If I sound like I am reducing Ben Carson to a piece of Machiavellian PR, then I am coming through clearly. No one can pretend that the biggest transformation happening in politics today isn’t the white power structure’s haphazzard attempts to share authority with those who came over on the Amistad and not the Mayflower (I’d include a vessel from the Mariel Boat Lift if I could name one). This is part of a long evolution in American politics to be sure, but Obama clearly upped the ante. Even black pop culture was dispirited about the chances for a black President in this century right up until Obama’s first nomination (all that “elected on a Friday/assassinated on a Saturday” jive). With the last hopes of the revanchist right and its billionaire generals exhausted by  the 2010 Tea Party putsch that sabotaged Republican hopes of reclaiming the White House, the entire Republican party is in play. And the first honest wind to blow through their think tanks is the recognition that the day of racial reckoning has arrived.

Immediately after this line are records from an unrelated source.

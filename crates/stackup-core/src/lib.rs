//! stackup core: project scaffolding engine
//!
//! Turns a set of stack choices into a new application skeleton.
//!
//! # Architecture
//!
//! - **Choices**: [`config::Configuration`], a closed-enum record of every answer
//! - **Capability table**: [`capability`], static package lists per choice
//! - **Planning**: [`plan::GenerationPlan`], the ordered directories, files and
//!   external commands derived from a configuration
//! - **Execution**: [`materialize`] runs a plan through a [`runtime::CommandRunner`]
//! - **Prompts**: the optional cliclack flow in [`tui`] (feature-gated)
//!
//! # Feature Flags
//!
//! - `tui` (default): Enables the cliclack-based prompts module
//!
//! # Example Usage (without TUI)
//!
//! ```ignore
//! use stackup_core::{Configuration, GenerationPlan, Toolchain, runtime};
//!
//! let config = Configuration::from_yaml(&std::fs::read_to_string("answers.yaml")?)?;
//! let plan = GenerationPlan::resolve(&config, &Toolchain::from_env())?;
//! let mut runner = runtime::SystemRunner::new();
//! runtime::preflight(&runner, &plan.required_tools())?;
//! stackup_core::materialize(&plan, Path::new("."), &mut runner).await?;
//! ```

pub mod capability;
pub mod config;
pub mod error;
pub mod materialize;
pub mod plan;
pub mod render;
pub mod runtime;

#[cfg(feature = "tui")]
pub mod tui;

pub use config::Configuration;
pub use error::ScaffoldError;
pub use materialize::materialize;
pub use plan::{GenerationPlan, Step, Toolchain};
pub use runtime::{preflight, CommandRunner, CommandSpec};

#[cfg(feature = "tui")]
pub use tui::run;
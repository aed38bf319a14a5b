//! External tool invocation
//!
//! This module provides:
//! - `CommandSpec`, the description of one external process invocation
//! - The `CommandRunner` capability every invocation goes through
//! - Tool preflight checks (`check`)
//! - A process-spawning runner (`system`) and a recording runner (`recording`)

pub mod check;
pub mod recording;
pub mod system;

use crate::error::ScaffoldError;
use serde::Serialize;
use std::fmt;
use std::path::{Path, PathBuf};

pub use check::{preflight, ToolInfo};
pub use recording::RecordingRunner;
pub use system::SystemRunner;

/// One external process invocation: program, arguments, and working directory
/// relative to the project root
#[derive(Debug, Clone, PartialEq, Eq, Serialize)]
pub struct CommandSpec {
    pub program: String,
    pub args: Vec<String>,
    pub cwd: PathBuf,
}

impl CommandSpec {
    pub fn new(program: impl Into<String>, cwd: impl Into<PathBuf>) -> Self {
        Self {
            program: program.into(),
            args: Vec::new(),
            cwd: cwd.into(),
        }
    }

    pub fn arg(mut self, arg: impl Into<String>) -> Self {
        self.args.push(arg.into());
        self
    }

    pub fn args<I, S>(mut self, args: I) -> Self
    where
        I: IntoIterator<Item = S>,
        S: Into<String>,
    {
        self.args.extend(args.into_iter().map(Into::into));
        self
    }
}

impl fmt::Display for CommandSpec {
    fn fmt(&self, f: &mut fmt::Formatter<'_>) -> fmt::Result {
        write!(f, "{}", self.program)?;
        for arg in &self.args {
            write!(f, " {}", arg)?;
        }
        Ok(())
    }
}

/// The single way the scaffolder touches external tools.
///
/// `run` must return an error for any non-zero exit; callers stop at the first one.
#[allow(async_fn_in_trait)]
pub trait CommandRunner {
    /// Return the tool's version output, or `None` if it cannot be run
    fn probe(&self, program: &str) -> Option<String>;

    /// Run `spec` in `cwd` (already resolved against the project root)
    async fn run(&mut self, spec: &CommandSpec, cwd: &Path) -> Result<(), ScaffoldError>;
}

/// Program name to hand to the OS; Node tools are `.cmd` shims on Windows
pub fn resolve_program(program: &str) -> String {
    if cfg!(windows) && matches!(program, "npm" | "npx" | "yarn" | "pnpm") {
        format!("{}.cmd", program)
    } else {
        program.to_string()
    }
}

Things had to get pretty FUBAR to inspire that brainwave, however. The public face of conservatism is now safely in the clutches of the Joe Arpaios and Donald Trumps, and new conservative media is caught in a vicious circle jerk where founding journals like National Review compete with upstarts like Breitbart.com to out nasty each other, all in service of scoring the most picayune victories over the middling Left. Meanwhile, Rome continues to burn, and establishment Republicans must find a way to work with establishment Dems to avoid the next blow to the nation which, as the Cyprus debacle shows, could arrive at any moment. All this while the plutonium of the of the GOP base continues its meltdown, burning ever hotter as it does.

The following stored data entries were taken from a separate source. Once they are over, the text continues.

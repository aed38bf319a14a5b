//! Runner that records invocations instead of spawning processes

use super::{CommandRunner, CommandSpec};
use crate::error::ScaffoldError;
use std::collections::HashMap;
use std::path::{Path, PathBuf};

#[derive(Debug, Default)]
pub struct RecordingRunner {
    /// Every spec passed to `run`, with the resolved working directory
    pub invocations: Vec<(CommandSpec, PathBuf)>,
    tools: HashMap<String, String>,
    fail_on: Option<String>,
}

impl RecordingRunner {
    pub fn new() -> Self {
        Self::default()
    }

    /// Make `probe(program)` report `version`
    pub fn with_tool(mut self, program: &str, version: &str) -> Self {
        self.tools.insert(program.to_string(), version.to_string());
        self
    }

    /// Fail the first command whose rendered form contains `needle`
    pub fn failing_on(mut self, needle: &str) -> Self {
        self.fail_on = Some(needle.to_string());
        self
    }

    /// Rendered command lines in invocation order
    pub fn command_lines(&self) -> Vec<String> {
        self.invocations
            .iter()
            .map(|(spec, _)| spec.to_string())
            .collect()
    }
}

impl CommandRunner for RecordingRunner {
    fn probe(&self, program: &str) -> Option<String> {
        self.tools.get(program).cloned()
    }

    async fn run(&mut self, spec: &CommandSpec, cwd: &Path) -> Result<(), ScaffoldError> {
        self.invocations.push((spec.clone(), cwd.to_path_buf()));

        let line = spec.to_string();
        match &self.fail_on {
            Some(needle) if line.contains(needle.as_str()) => Err(ScaffoldError::CommandFailed {
                command: line,
                code: Some(1),
                output: "simulated failure".to_string(),
            }),
            _ => Ok(()),
        }
    }
}
//! Charm-style CLI prompts using cliclack

use crate::capability;
use crate::config::{
    validate_project_name, Backend, BackendLanguage, Configuration, Database, Frontend,
    FrontendFramework, JsPackageManager, LanguageFamily, ProjectType, PyPackageManager,
};
use crate::error::ScaffoldError;
use crate::materialize::materialize;
use crate::plan::{self, GenerationPlan, Toolchain};
use crate::runtime::{check, preflight, SystemRunner};
use anyhow::{Context, Result};
use std::fmt::Display;
use std::io::ErrorKind;
use std::path::{Path, PathBuf};

/// CLI arguments for a scaffolding run
#[derive(Debug, Clone, Default)]
pub struct CreateArgs {
    /// YAML answers file used instead of the prompts
    pub answers: Option<PathBuf>,

    /// Print the plan and check tools without writing anything
    pub dry_run: bool,

    /// Parent directory for the new project
    pub directory: Option<PathBuf>,
}

/// Prompt results: Esc or Ctrl+C at a prompt cancels the whole run
trait Answered<T> {
    fn answered(self) -> Result<T>;
}

impl<T> Answered<T> for std::io::Result<T> {
    fn answered(self) -> Result<T> {
        self.map_err(|e| match e.kind() {
            ErrorKind::Interrupted => ScaffoldError::Cancelled.into(),
            _ => e.into(),
        })
    }
}

/// Run the scaffolder with interactive prompts (or an answers file)
pub async fn run(args: CreateArgs) -> Result<()> {
    cliclack::intro("stackup")?;

    // Step 1: Choices
    let config = match &args.answers {
        Some(path) => load_answers(path)?,
        None => collect_configuration()?,
    };

    // Step 2: Where the project goes
    let parent = select_parent(&args)?;
    let root = parent.join(&config.project_name);

    // Step 3: Plan
    let plan = GenerationPlan::resolve(&config, &Toolchain::from_env())?;

    if args.dry_run {
        println!("{}", plan.to_yaml()?);
        if root.exists() {
            cliclack::log::warning(format!("{} already exists", root.display()))?;
        }
        check_tools(&plan, true)?;
        cliclack::outro("Dry run: nothing was written")?;
        return Ok(());
    }

    if root.exists() {
        return Err(ScaffoldError::DirectoryExists(root).into());
    }

    // Step 4: Every tool is checked before the root is created
    check_tools(&plan, false)?;

    // Step 5: Create project
    cliclack::log::step(format!("Creating {} in {}", config.project_name, parent.display()))?;
    let mut runner = SystemRunner::new();
    let root = materialize(&plan, &parent, &mut runner).await?;
    cliclack::log::success(format!("Project created at {}", root.display()))?;

    // Step 6: Show next steps
    print_next_steps(&config)?;

    Ok(())
}

fn load_answers(path: &Path) -> Result<Configuration> {
    let content = std::fs::read_to_string(path)
        .with_context(|| format!("Failed to read answers file: {}", path.display()))?;
    let config = Configuration::from_yaml(&content)
        .with_context(|| format!("Invalid answers file: {}", path.display()))?;
    cliclack::log::info(format!("Using answers from {}", path.display()))?;
    Ok(config)
}

fn select_parent(args: &CreateArgs) -> Result<PathBuf> {
    let current_dir = std::env::current_dir().unwrap_or_else(|_| PathBuf::from("."));

    let parent = match &args.directory {
        Some(dir) if dir.is_absolute() => dir.clone(),
        Some(dir) => current_dir.join(dir),
        None => current_dir,
    };

    if !parent.is_dir() {
        anyhow::bail!("Parent directory does not exist: {}", parent.display());
    }

    Ok(parent)
}

/// Gather every answer through sequential prompts
pub fn collect_configuration() -> Result<Configuration> {
    let project_name: String = cliclack::input("Project name")
        .placeholder("my-app")
        .default_input("my-app")
        .validate(|input: &String| validate_project_name(input.trim()))
        .interact()
        .answered()?;
    let project_name = project_name.trim().to_string();

    let project_type = choose("Project type", &ProjectType::ALL)?;

    let backend = if project_type.includes_backend() {
        Some(select_backend()?)
    } else {
        None
    };

    let frontend = if project_type.includes_frontend() {
        Some(select_frontend()?)
    } else {
        None
    };

    let typescript = match (&backend, &frontend) {
        (Some(b), _) if b.language == BackendLanguage::TypeScript => true,
        (_, Some(_)) => cliclack::confirm("Use TypeScript for the frontend?")
            .initial_value(true)
            .interact()
            .answered()?,
        _ => false,
    };

    let needs_js = frontend.is_some()
        || backend
            .as_ref()
            .is_some_and(|b| b.language.family() == LanguageFamily::Node);
    let js_package_manager = if needs_js {
        Some(choose("JavaScript package manager", &JsPackageManager::ALL)?)
    } else {
        None
    };

    let needs_py = backend
        .as_ref()
        .is_some_and(|b| b.language.family() == LanguageFamily::Python);
    let py_package_manager = if needs_py {
        Some(select_python_package_manager()?)
    } else {
        None
    };

    let additional_deps = select_extras()?;

    let init_git = cliclack::confirm("Initialize a git repository?")
        .initial_value(true)
        .interact()
        .answered()?;
    let add_docker = cliclack::confirm("Add Docker configuration?")
        .initial_value(false)
        .interact()
        .answered()?;

    let config = Configuration {
        project_name,
        project_type,
        backend,
        frontend,
        typescript,
        js_package_manager,
        py_package_manager,
        additional_deps,
        init_git,
        add_docker,
    };
    config.validate()?;

    cliclack::note("Summary", summary(&config))?;
    let proceed = cliclack::confirm("Create this project?")
        .initial_value(true)
        .interact()
        .answered()?;
    if !proceed {
        return Err(ScaffoldError::Cancelled.into());
    }

    Ok(config)
}

fn select_backend() -> Result<Backend> {
    let language = choose("Backend language", &BackendLanguage::ALL)?;
    let framework = choose("Backend framework", language.frameworks())?;
    let database = choose_optional("Database", &Database::ALL)?;
    Ok(Backend {
        language,
        framework,
        database,
    })
}

fn select_frontend() -> Result<Frontend> {
    let framework: FrontendFramework = choose("Frontend framework", &FrontendFramework::ALL)?;
    let styling = choose_optional("Styling", capability::styling_options(framework))?;
    let state = choose_optional("State management", capability::state_options(framework))?;
    Ok(Frontend {
        framework,
        styling,
        state,
    })
}

/// Poetry, then conda, is offered only when found on PATH
fn select_python_package_manager() -> Result<PyPackageManager> {
    for (program, manager) in [
        ("poetry", PyPackageManager::Poetry),
        ("conda", PyPackageManager::Conda),
    ] {
        if let Some(version) = check::probe_version(program) {
            let use_it = cliclack::confirm(format!("{} detected ({}). Use it?", program, version))
                .initial_value(true)
                .interact()
                .answered()?;
            if use_it {
                return Ok(manager);
            }
        }
    }
    cliclack::log::info("Using pip")?;
    Ok(PyPackageManager::Pip)
}

fn select_extras() -> Result<Vec<String>> {
    let wants_extras = cliclack::confirm("Add additional dependencies?")
        .initial_value(false)
        .interact()
        .answered()?;
    if !wants_extras {
        return Ok(Vec::new());
    }

    let input: String = cliclack::input("Packages (space-separated)")
        .placeholder("lodash dayjs")
        .required(false)
        .interact()
        .answered()?;
    Ok(input.split_whitespace().map(String::from).collect())
}

fn choose<T>(prompt: &str, options: &[T]) -> Result<T>
where
    T: Clone + Eq + Display,
{
    let mut select = cliclack::select(prompt);
    for option in options {
        select = select.item(option.clone(), option, "");
    }
    select.interact().answered()
}

/// Like `choose`, with a trailing "None" entry
fn choose_optional<T>(prompt: &str, options: &[T]) -> Result<Option<T>>
where
    T: Clone + Eq + Display,
{
    let mut select = cliclack::select(prompt);
    for option in options {
        select = select.item(Some(option.clone()), option, "");
    }
    select = select.item(None, "None", "");
    select.interact().answered()
}

fn summary(config: &Configuration) -> String {
    let mut lines = vec![
        format!("Name:       {}", config.project_name),
        format!("Type:       {}", config.project_type),
    ];
    if let Some(backend) = &config.backend {
        lines.push(format!(
            "Backend:    {} ({})",
            backend.framework, backend.language
        ));
        lines.push(format!("Database:   {}", display_or_none(backend.database)));
    }
    if let Some(frontend) = &config.frontend {
        lines.push(format!("Frontend:   {}", frontend.framework));
        lines.push(format!("Styling:    {}", display_or_none(frontend.styling)));
        lines.push(format!("State:      {}", display_or_none(frontend.state)));
        lines.push(format!("TypeScript: {}", yes_no(config.typescript)));
    }
    if let Some(pm) = config.js_package_manager {
        lines.push(format!("JS deps:    {}", pm));
    }
    if let Some(pm) = config.py_package_manager {
        lines.push(format!("Py deps:    {}", pm));
    }
    if !config.additional_deps.is_empty() {
        lines.push(format!("Extras:     {}", config.additional_deps.join(" ")));
    }
    lines.push(format!("Git:        {}", yes_no(config.init_git)));
    lines.push(format!("Docker:     {}", yes_no(config.add_docker)));
    lines.join("\n")
}

fn display_or_none<T: Display>(value: Option<T>) -> String {
    value.map_or_else(|| "None".to_string(), |v| v.to_string())
}

fn yes_no(value: bool) -> &'static str {
    if value {
        "yes"
    } else {
        "no"
    }
}

/// Probe every tool the plan invokes; in dry-run mode missing tools only warn
fn check_tools(plan: &GenerationPlan, advisory: bool) -> Result<()> {
    let tools = plan.required_tools();
    if tools.is_empty() {
        return Ok(());
    }

    let spinner = cliclack::spinner();
    spinner.start("Checking tools...");

    match preflight(&SystemRunner::new(), &tools) {
        Ok(found) => {
            let info: Vec<String> = found
                .iter()
                .map(|t| {
                    let version = t.version.as_deref().unwrap_or("unknown");
                    let first_line = version.lines().next().unwrap_or(version);
                    format!("{} ({})", t.name, first_line)
                })
                .collect();
            spinner.stop(format!("Detected tools: {}", info.join(", ")));
            Ok(())
        }
        Err(e) if advisory => {
            spinner.stop("Missing tools");
            cliclack::log::warning(format!("{}", e))?;
            Ok(())
        }
        Err(e) => {
            spinner.stop("Missing tools");
            Err(e.into())
        }
    }
}

fn print_next_steps(config: &Configuration) -> Result<()> {
    let steps = plan::next_steps(config);

    println!();
    println!("  Next steps");
    println!();

    for (i, step) in steps.iter().enumerate() {
        println!("  {}.  {}", i + 1, step);
    }

    cliclack::outro("Happy coding!")?;

    Ok(())
}

#[cfg(test)]
mod tests {
    use super::*;
    use crate::config::{BackendFramework, StateLibrary, Styling};

    #[test]
    fn test_interrupted_prompt_is_cancel() {
        let result: std::io::Result<()> = Err(std::io::Error::from(ErrorKind::Interrupted));
        let err = result.answered().unwrap_err();
        assert!(matches!(
            err.downcast_ref::<ScaffoldError>(),
            Some(ScaffoldError::Cancelled)
        ));
    }

    #[test]
    fn test_other_prompt_errors_pass_through() {
        let result: std::io::Result<()> = Err(std::io::Error::from(ErrorKind::BrokenPipe));
        let err = result.answered().unwrap_err();
        assert!(err.downcast_ref::<ScaffoldError>().is_none());
    }

    #[test]
    fn test_summary_lists_choices() {
        let config = Configuration {
            project_name: "shop".to_string(),
            project_type: ProjectType::FullStack,
            backend: Some(Backend {
                language: BackendLanguage::Python,
                framework: BackendFramework::Django,
                database: None,
            }),
            frontend: Some(Frontend {
                framework: FrontendFramework::Vue,
                styling: Some(Styling::Vuetify),
                state: Some(StateLibrary::Pinia),
            }),
            typescript: false,
            js_package_manager: Some(JsPackageManager::Pnpm),
            py_package_manager: Some(PyPackageManager::Poetry),
            additional_deps: vec!["requests".to_string()],
            init_git: true,
            add_docker: false,
        };

        let text = summary(&config);
        assert!(text.contains("Name:       shop"));
        assert!(text.contains("Database:   None"));
        assert!(text.contains("Extras:     requests"));
        assert!(text.contains("Py deps:    poetry"));
        assert!(text.contains("Docker:     no"));
    }

    #[test]
    fn test_select_parent_rejects_missing_directory() {
        let dir = tempfile::tempdir().unwrap();
        let args = CreateArgs {
            directory: Some(dir.path().join("missing")),
            ..Default::default()
        };
        assert!(select_parent(&args).is_err());

        let args = CreateArgs {
            directory: Some(dir.path().to_path_buf()),
            ..Default::default()
        };
        assert_eq!(select_parent(&args).unwrap(), dir.path());
    }
}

So the GOP is not merely reevaluating itself, it is faced with a self-inflicted existential threat, and they realize it. But can the institutional GOP conduct a Renaissance while its conservatives continue their jihad?

Possibly. The GOP is too big to vaporize overnight, and if nothing else, they love a good gimmick. That is why they will continue to position men like Ben Carson front and center. He is their new Sarah Palin. Carson even tickles the Republicans balls with hints that he might run for president, a joke which everyone enjoys, and which lets the GOP remind itself that when they aren’t organizing nationwide efforts to discredit a black man’s birth certificate, they can toy with being progressive too.

Carson’s day in the sun as poster child for a self-reflective Republican party is complimented by RNC chairman Reince Priebus’ freshly minted $10 million dollar initiative for GOP outreach into previously untapped minority communities. But this effort is at least half a generation late, with half as many dollars being pledged as needed (Jesus, when you think of the $20 million alone that shrunken apple doll Sheldon Adelson dumped into Newt Gingrich’s campaign to keep that turd afloat…!), and with the wrong chairman in charge of the task (should Michael Steele not have been permitted to launch this effort rather than being forced to drop and give Rush Limbaugh 20?)

The Republicans have tried every trick in the book to make themselves look like the party of inclusivity instead of the party of Voter ID laws, all of them shams. Now the real heavy lifting begins. When it does–if it does– the Republicans will come face to face with the reality of school lunches and public housing and migrant labor, issues they have only observed from the owner’s box until now. Conservatism will confront the final limits of its rhetoric as it tries to sell bootstrapping door to door, and the Democrats will not feel the effects of this for some time. After all, when you ask a white Republican to name a black Republican, they list names like Colin Powell and Condi Rice, struggling for a moment before they come up with Alan Keyes. When you ask a white Democrat to name a black Democrat, they list their friends.